#### Materials provided:
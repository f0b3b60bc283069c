//! Separate permutations: per subgroup, per feature, the minimum cis
//! p-value of the shuffled phenotypes against the true minimum.

use cohort::Catalogues;
use log::info;
use parser::TrickMode;
use stats::ols;

use crate::{scan, AnalysisOptions, Logger};
use super::{calibrate, TRICK_HITS};

/// Run the separate permutation loop for every subgroup.
///
/// The phenotype index vector of the subgroup is shuffled once per
/// permutation id; under `trick = 2` the shuffle still runs for skipped
/// permutations so that the RNG trajectory matches a full run.
pub fn run(cat: &mut Catalogues, opts: &AnalysisOptions) {
    let Catalogues { subgroups, sample_map, snps, features, .. } = cat;

    for s in 0..subgroups.len() {
        info!("Permuting phenotypes of subgroup '{}' ({} permutation(s) per feature)...",
              subgroups[s], opts.nperm);
        let mut rng_perm = fastrand::Rng::with_seed(opts.seed);
        let mut rng_trick = fastrand::Rng::with_seed(opts.seed);
        let positions = sample_map.subgroup_positions(s);

        let progress = Logger::progress(features.len(), format!("permuting {}", subgroups[s]));

        let mut perm: Vec<usize> = Vec::with_capacity(positions.len());
        let mut pheno_positions: Vec<usize> = vec![0; positions.len()];
        let (mut g, mut y) = (Vec::new(), Vec::new());

        for ftr in features.iter_mut() {
            progress.inc(1);
            if ftr.cis_snps.is_empty() || !ftr.has_pheno(s) {
                continue
            }
            let min_true_pval = ftr.min_true_pval(s);
            if min_true_pval.is_nan() {
                continue
            }

            perm.clear();
            perm.extend(0..positions.len());
            let mut hits: u64 = 1;
            let mut done: u64 = 0;
            let mut shuffle_only = false;

            for _ in 0..opts.nperm {
                rng_perm.shuffle(&mut perm);
                if shuffle_only {
                    continue
                }
                done += 1;
                for (j, &p) in perm.iter().enumerate() {
                    pheno_positions[j] = positions[p];
                }

                let mut min_perm_pval = f64::INFINITY;
                for &snp_idx in &ftr.cis_snps {
                    let snp = &snps[snp_idx.0];
                    if !scan::subgroup_in_play(ftr, s, snp, opts.maf_min) {
                        continue
                    }
                    scan::collect_aligned(ftr, s, snp, sample_map, &positions, &pheno_positions, &mut g, &mut y);
                    if g.len() >= 2 {
                        let pval = ols::regress(&g, &y).pval;
                        if pval < min_perm_pval {
                            min_perm_pval = pval;
                        }
                    }
                }

                if min_perm_pval <= min_true_pval {
                    hits += 1;
                }
                if !opts.trick.is_off() && hits == TRICK_HITS {
                    match opts.trick {
                        TrickMode::Stop        => break,
                        TrickMode::ShuffleOnly => shuffle_only = true,
                        TrickMode::Off         => unreachable!("trick is not off"),
                    }
                }
            }

            ftr.perm_pval_sep[s] = calibrate(hits, done, opts.nperm, &mut rng_trick);
            ftr.nb_perms_sep[s] = done;
        }
        progress.finish_and_clear();
    }
}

#### What you are asked to do:
From the entries above, write out only the lines starting at the line that holds "let (mut g, mut" and ending at the line that holds "let mut hits: u64 = 1;", keeping both and matching them exactly.

#### Written response:
        let (mut g, mut y) = (Vec::new(), Vec::new());

        for ftr in features.iter_mut() {
            progress.inc(1);
            if ftr.cis_snps.is_empty() || !ftr.has_pheno(s) {
                continue
            }
            let min_true_pval = ftr.min_true_pval(s);
            if min_true_pval.is_nan() {
                continue
            }

            perm.clear();
            perm.extend(0..positions.len());
            let mut hits: u64 = 1;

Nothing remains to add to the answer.